May 12th 3:55 PM
The Liquid I.V. team takes off from LAX. For 16 hours, we chase the sun to the Doha International Airport in Qatar. Our seats are inside sleek rectangular pods that lay flat with the touch of a button. We are offered every luxury: gourmet meals, hundreds of movies and TV shows on a high-definition screen, and a nighttime turn-down service for our seat beds.
We land, and the sun shuffles off ahead of us, leaving Qatar in darkness. We are lucky to have landed at night—it is Ramadan, and public dining is forbidden during the day. We eat our fill in the spacious, luxurious business class lounge at the Doha airport for a 6-hour layover before our flight to Kathmandu.
May 14th 7:45 AM
We land at Tribhuvan International Airport in Kathmandu, Nepal. The contrast between Kathmandu and Doha is extreme. Here, the air is dusty and the unassuming brick building looks old and neglected. Giant foam letters welcome us to Nepal outside the entrance. Behind them sits a statue of a god with wings—a good omen for travelers and a symbol of the spiritual energy of the country. The importance of what we are doing here begins to sink in.

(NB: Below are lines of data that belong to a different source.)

//! Diff results for record comparison.
//!
//! This module defines the types handed to renderers:
//! - [`FieldRow`]: the status of one flattened field path
//! - [`TableDiff`]: the aligned rows of one table path
//! - [`TableDiffRow`]: one output row with its status, sides and cell diffs
//! - [`DiffReport`]: a versioned collection of both plus input errors

use crate::model::Row;
use crate::status::{StatusCounts, count_statuses};
use crate::text_diff::DiffSpan;
use serde::Serialize;
use std::fmt;
use std::rc::Rc;

#[derive(Debug, Clone, Copy, PartialEq, Eq, Hash, Serialize, serde::Deserialize)]
#[serde(rename_all = "snake_case")]
pub enum DiffStatus {
    Unchanged,
    Added,
    Removed,
    Changed,
    /// Same (or nearly the same) content at a different relative position.
    Moved,
}

impl DiffStatus {
    pub const ALL: [DiffStatus; 5] = [
        DiffStatus::Changed,
        DiffStatus::Added,
        DiffStatus::Removed,
        DiffStatus::Moved,
        DiffStatus::Unchanged,
    ];

    pub fn as_str(&self) -> &'static str {
        match self {
            DiffStatus::Unchanged => "unchanged",
            DiffStatus::Added => "added",
            DiffStatus::Removed => "removed",
            DiffStatus::Changed => "changed",
            DiffStatus::Moved => "moved",
        }
    }
}

impl fmt::Display for DiffStatus {
    fn fmt(&self, f: &mut fmt::Formatter<'_>) -> fmt::Result {
        f.write_str(self.as_str())
    }
}

/// Status of one flattened field path.
#[derive(Debug, Clone, PartialEq, Serialize)]
pub struct FieldRow {
    pub key: String,
    pub left: Option<String>,
    pub right: Option<String>,
    pub status: DiffStatus,
    /// Inline spans for `changed` rows; `None` when not computed or guarded.
    #[serde(skip_serializing_if = "Option::is_none")]
    pub spans: Option<Vec<DiffSpan>>,
}

/// Text comparison of a single column between two rows.
#[derive(Debug, Clone, PartialEq, Serialize)]
pub struct CellDiff {
    pub column: String,
    pub left_text: String,
    pub right_text: String,
    /// The left cell is present and explicitly null (as opposed to absent).
    pub left_null: bool,
    pub right_null: bool,
    pub spans: Option<Vec<DiffSpan>>,
}

impl CellDiff {
    pub fn is_equal(&self) -> bool {
        self.left_text == self.right_text && self.left_null == self.right_null
    }
}

/// Where a moved row came from and went to (zero-based source indices).
#[derive(Debug, Clone, PartialEq, Eq, Serialize)]
pub struct MoveInfo {
    pub move_id: String,
    pub from_index: usize,
    pub to_index: usize,
}

/// One aligned output row.
///
/// Invariants (maintained by the table orchestrator):
/// - `unchanged`, `changed` and `moved` rows have both `left` and `right`.
/// - `removed` rows have only `left`; `added` rows have only `right`.
/// - A `removed`/`added` pair split from one rejected match share `group_id`
///   and point at each other's row through `pair`.
#[derive(Debug, Clone, PartialEq, Serialize)]
pub struct TableDiffRow {
    pub id: String,
    pub status: DiffStatus,
    pub left: Option<Rc<Row>>,
    pub right: Option<Rc<Row>>,
    #[serde(skip_serializing_if = "Option::is_none")]
    pub pair: Option<Rc<Row>>,
    pub group_id: String,
    /// Zero-based position of `left` in the left table.
    pub left_index: Option<usize>,
    /// Zero-based position of `right` in the right table.
    pub right_index: Option<usize>,
    #[serde(rename = "move", skip_serializing_if = "Option::is_none")]
    pub move_info: Option<MoveInfo>,
    #[serde(skip_serializing_if = "Option::is_none")]
    pub cell_diffs: Option<Vec<CellDiff>>,
}

impl TableDiffRow {
    pub(crate) fn new(id: String, status: DiffStatus, group_id: String) -> TableDiffRow {
        TableDiffRow {
            id,
            status,
            left: None,
            right: None,
            pair: None,
            group_id,
            left_index: None,
            right_index: None,
            move_info: None,
            cell_diffs: None,
        }
    }

    pub(crate) fn with_left(mut self, row: &Rc<Row>, index: usize) -> TableDiffRow {
        self.left = Some(Rc::clone(row));
        self.left_index = Some(index);
        self
    }

    pub(crate) fn with_right(mut self, row: &Rc<Row>, index: usize) -> TableDiffRow {
        self.right = Some(Rc::clone(row));
        self.right_index = Some(index);
        self
    }

    pub(crate) fn with_pair(mut self, row: &Rc<Row>) -> TableDiffRow {
        self.pair = Some(Rc::clone(row));
        self
    }

    /// The two rows whose cells are compared for this output row.
    pub fn compared_rows(&self) -> Option<(&Rc<Row>, &Rc<Row>)> {
        match (self.status, &self.left, &self.right, &self.pair) {
            (DiffStatus::Removed, Some(left), None, Some(pair)) => Some((left, pair)),
            (DiffStatus::Added, None, Some(right), Some(pair)) => Some((pair, right)),
            (_, Some(left), Some(right), _) => Some((left, right)),
            _ => None,
        }
    }
}

#[derive(Debug, Clone, PartialEq, Serialize)]
pub struct TableDiff {
    pub path: String,
    pub title: Option<String>,
    pub columns: Vec<String>,
    pub rows: Vec<TableDiffRow>,
}

impl TableDiff {
    pub fn counts(&self) -> StatusCounts {
        count_statuses(&self.rows)
    }

    pub fn has_differences(&self) -> bool {
        self.rows
            .iter()
            .any(|row| row.status != DiffStatus::Unchanged)
    }
}

/// A versioned comparison result.
///
/// `errors` lists inputs that could not be parsed; the report still carries
/// the diff of whatever parsed successfully.
#[derive(Debug, Clone, PartialEq, Serialize)]
pub struct DiffReport {
    /// Schema version (currently "1").
    pub version: String,
    pub fields: Vec<FieldRow>,
    pub tables: Vec<TableDiff>,
    #[serde(skip_serializing_if = "Vec::is_empty")]
    pub errors: Vec<String>,
}

impl DiffReport {
    pub const SCHEMA_VERSION: &'static str = "1";

    pub fn new(fields: Vec<FieldRow>, tables: Vec<TableDiff>) -> DiffReport {
        DiffReport {
            version: Self::SCHEMA_VERSION.to_string(),
            fields,
            tables,
            errors: Vec::new(),
        }
    }

    pub fn add_error(&mut self, error: String) {
        self.errors.push(error);
    }

    pub fn field_counts(&self) -> StatusCounts {
        let mut counts = StatusCounts::default();
        for row in &self.fields {
            counts.record(row.status);
        }
        counts
    }

    /// Field and table row counts combined.
    pub fn summary(&self) -> StatusCounts {
        self.tables
            .iter()
            .fold(self.field_counts(), |acc, table| acc.merged(&table.counts()))
    }

    pub fn has_differences(&self) -> bool {
        self.fields
            .iter()
            .any(|row| row.status != DiffStatus::Unchanged)
            || self.tables.iter().any(TableDiff::has_differences)
    }

    pub fn table(&self, path: &str) -> Option<&TableDiff> {
        self.tables.iter().find(|table| table.path == path)
    }

    pub fn field(&self, key: &str) -> Option<&FieldRow> {
        self.fields.iter().find(|row| row.key == key)
    }
}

We meet with Daniel Hovey, our Direct Relief liaison, who drops us off at our hotel in the center of historic Kathmandu. Along the way, we witness the chaos of the Kathmandu streets. We see intersections with no traffic lights, constant honking, exposed electrical wires, little boys peddling cotton candy, and cows stopping traffic. Hundreds of cars and motorbikes vie for the street alongside us, all barely avoiding what seem like inevitable traffic accidents. The city itself seems to be hanging by a thread, but even in the chaos, people treat one another with respect.
Our next flight isn’t until the next morning, so Dan introduces us to Dr. Milan Maharjan, founder of Ear Care Nepal, and together we spend the afternoon walking around historic Patan. She tells us about the epidemic of deafness common among Nepali schoolchildren, and about the free surgeries she performs to restore their hearing. She talks about how she never wanted children—how she has always felt compelled to devote her time and attention to helping the children of Nepal. We visit her headquarters, astonished at the difference one person can make, and inspired to do our part to change the world.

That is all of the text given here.